Carta a Chesterton

«Querido Chesterton:

En la pantalla de la televisión italiana apareció hace pocos meses el padre Brown, original sacerdote-detective, criatura típicamente tuya. Lástima que no hayan aparecido el profesor Lucifer y el monje Miguel. Los habría visto con sumo agrado, tal como tú los describiste en La esfera y la cruz, viajando en avión, sentado uno junto al otro, Cuaresma junto a Carnaval. Cuando el avión vuela sobre la catedral de Londres, el profesor suelta una blasfemia contra la cruz.

-Estoy pensando si esta blasfemia te ayuda en algo-le dice el monje-.

Escucha esta historia:

Conocí a un hombre como tú; él también odiaba al crucifijo; lo eliminó de su casa, del cuello de su mujer, hasta de los cuadros; decía que era feo, símbolo de barbarie, contrario al gozo y a la vida. Pero su furia llegó a más todavía: un día trepó al campanario de una iglesia, arrancó la cruz y la arrojó desde lo alto.

Este odio acabó transformándose primero en delirio y después en locura furiosa. Una tarde de verano se detuvo, fumando su pipa, ante una larguísima empalizada; no brillaba ninguna luz, no se movía ni una hoja, pero creyó ver la larga empalizada transformada en un ejército de cruces, unidas entre sí colina arriba y valle abajo. Entonces, blandiendo el bastón, arremetió contra la empalizada, como contra un batallón enemigo.

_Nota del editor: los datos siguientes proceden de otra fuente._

// Keyword and colour tables driving the heuristic classifiers.
//
// The extractors never hard-code these lists; tests and callers can swap in
// their own `Lexicon` to match a different portal skin.

/// Vocabulary the extractors match against, all compared lower-cased.
#[derive(Debug, Clone)]
pub struct Lexicon {
    /// Style/class/bgcolor fragments meaning "present" (green family).
    pub present_hints: Vec<String>,
    /// Style/class/bgcolor fragments meaning "absent" (red family).
    pub absent_hints: Vec<String>,
    /// Cell text standing for "nothing here".
    pub placeholder: String,
    /// First-column labels of grid rows that hold totals, not dates.
    pub summary_labels: Vec<String>,
    /// CSS selector of the subject summary table when the portal tags it.
    pub subject_table_selector: String,
    /// Words identifying a subject summary table by its text.
    pub subject_table_keywords: Vec<String>,
    /// Leading identity columns (id, roll no, name) skipped in ratio rows.
    pub ratio_first_column: usize,
    /// Header tokens naming the time/period column of a day-columns timetable.
    pub slot_header_tokens: Vec<String>,
    /// Cells skipped in day-columns timetables.
    pub column_skip_cells: Vec<String>,
    /// Cells recorded as free periods in day-rows timetables.
    pub free_period_labels: Vec<String>,
    /// Title fragment identifying the portal's login page.
    pub login_marker: String,
    /// Words identifying a results table by its text.
    pub results_table_keywords: Vec<String>,
    /// Header words mapping a results column to the assessment type.
    pub results_type_headers: Vec<String>,
}

fn owned(items: &[&str]) -> Vec<String> {
    items.iter().map(|s| s.to_string()).collect()
}

impl Default for Lexicon {
    fn default() -> Self {
        Self {
            present_hints: owned(&[
                "green",
                "#00ff00",
                "#0f0",
                "rgb(0, 255, 0)",
                "rgb(0,255,0)",
                "#90ee90",
                "#00ff7f",
                "success",
                "present",
            ]),
            absent_hints: owned(&[
                "red",
                "#ff0000",
                "#f00",
                "rgb(255, 0, 0)",
                "rgb(255,0,0)",
                "#dc143c",
                "#ff6b6b",
                "danger",
                "absent",
            ]),
            placeholder: "-".to_string(),
            summary_labels: owned(&["total", "percentage"]),
            subject_table_selector: "table.items".to_string(),
            subject_table_keywords: owned(&["attendance", "present", "absent", "subject"]),
            ratio_first_column: 3,
            slot_header_tokens: owned(&["time", "period"]),
            column_skip_cells: owned(&["", "-", "break", "lunch"]),
            free_period_labels: owned(&["free period", "break", "lunch", "-"]),
            login_marker: "login".to_string(),
            results_table_keywords: owned(&["result", "grade", "marks", "subject", "score"]),
            results_type_headers: owned(&["exam", "assignment", "project", "class project", "title"]),
        }
    }
}

impl Lexicon {
    pub fn hints_present(&self, hints: &str) -> bool {
        contains_any(hints, &self.present_hints)
    }

    pub fn hints_absent(&self, hints: &str) -> bool {
        contains_any(hints, &self.absent_hints)
    }

    pub fn is_placeholder(&self, text: &str) -> bool {
        text.trim() == self.placeholder
    }

    pub fn is_summary_label(&self, text: &str) -> bool {
        equals_any(text, &self.summary_labels)
    }

    /// A header cell naming the time/period column ("Time", "Period", "Time Slot").
    pub fn is_slot_header(&self, cell: &str) -> bool {
        let lower = cell.trim().to_lowercase();
        self.slot_header_tokens.iter().any(|t| lower.starts_with(t.as_str()))
    }

    pub fn skips_column_cell(&self, cell: &str) -> bool {
        equals_any(cell, &self.column_skip_cells)
    }

    pub fn is_free_period(&self, cell: &str) -> bool {
        equals_any(cell, &self.free_period_labels)
    }

    pub fn mentions_subject_table(&self, text: &str) -> bool {
        contains_any(text, &self.subject_table_keywords)
    }

    pub fn mentions_results_table(&self, text: &str) -> bool {
        contains_any(text, &self.results_table_keywords)
    }
}

/// `haystack` (lower-cased here) contains any of the lower-case `needles`.
fn contains_any(haystack: &str, needles: &[String]) -> bool {
    let lower = haystack.to_lowercase();
    needles.iter().any(|n| lower.contains(n.as_str()))
}

fn equals_any(text: &str, options: &[String]) -> bool {
    let lower = text.trim().to_lowercase();
    options.iter().any(|o| *o == lower)
}

#[cfg(test)]
mod tests {
    use super::*;

    #[test]
    fn test_colour_hints() {
        let lex = Lexicon::default();
        assert!(lex.hints_present("background-color: #90EE90".to_lowercase().as_str()));
        assert!(lex.hints_absent("label-danger"));
        assert!(!lex.hints_present("label-danger"));
    }

    #[test]
    fn test_slot_header() {
        let lex = Lexicon::default();
        assert!(lex.is_slot_header("Time"));
        assert!(lex.is_slot_header(" Period 1 "));
        assert!(!lex.is_slot_header("free period"));
        assert!(!lex.is_slot_header("Monday"));
    }

    #[test]
    fn test_free_and_skip_cells() {
        let lex = Lexicon::default();
        assert!(lex.is_free_period("Free Period"));
        assert!(lex.is_free_period("-"));
        assert!(!lex.is_free_period("CS101"));
        assert!(lex.skips_column_cell(" LUNCH "));
        assert!(lex.skips_column_cell(""));
        assert!(!lex.skips_column_cell("free period"));
    }
}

A lo largo de todo el camino fue destrozando y arrancando los palos que encontraba a su paso. Odiaba la cruz, y cada palo era para él una cruz. Al llegar a casa seguía viendo cruces por todas partes, pateó los muebles, les prendió fuego, y a la mañana siguiente lo encontraron cadáver en el río.

Entonces el profesor Lucifer, mordiéndose los labios, mira al anciano monje y le dice: Esta historia te la has inventado tú. Sí, responde Miguel, acabo de inventarla; pero expresa muy bien lo que estáis haciendo tú y tus amigos incrédulos. Comenzáis por despedazar la cruz y termináis por destruir el mundo.

La conclusión del monje, que por supuesto es la tuya, querido Chesterton, es justa. Suprimid a Dios, y ¿qué es lo que queda? ¿En qué se convierten los hombres?»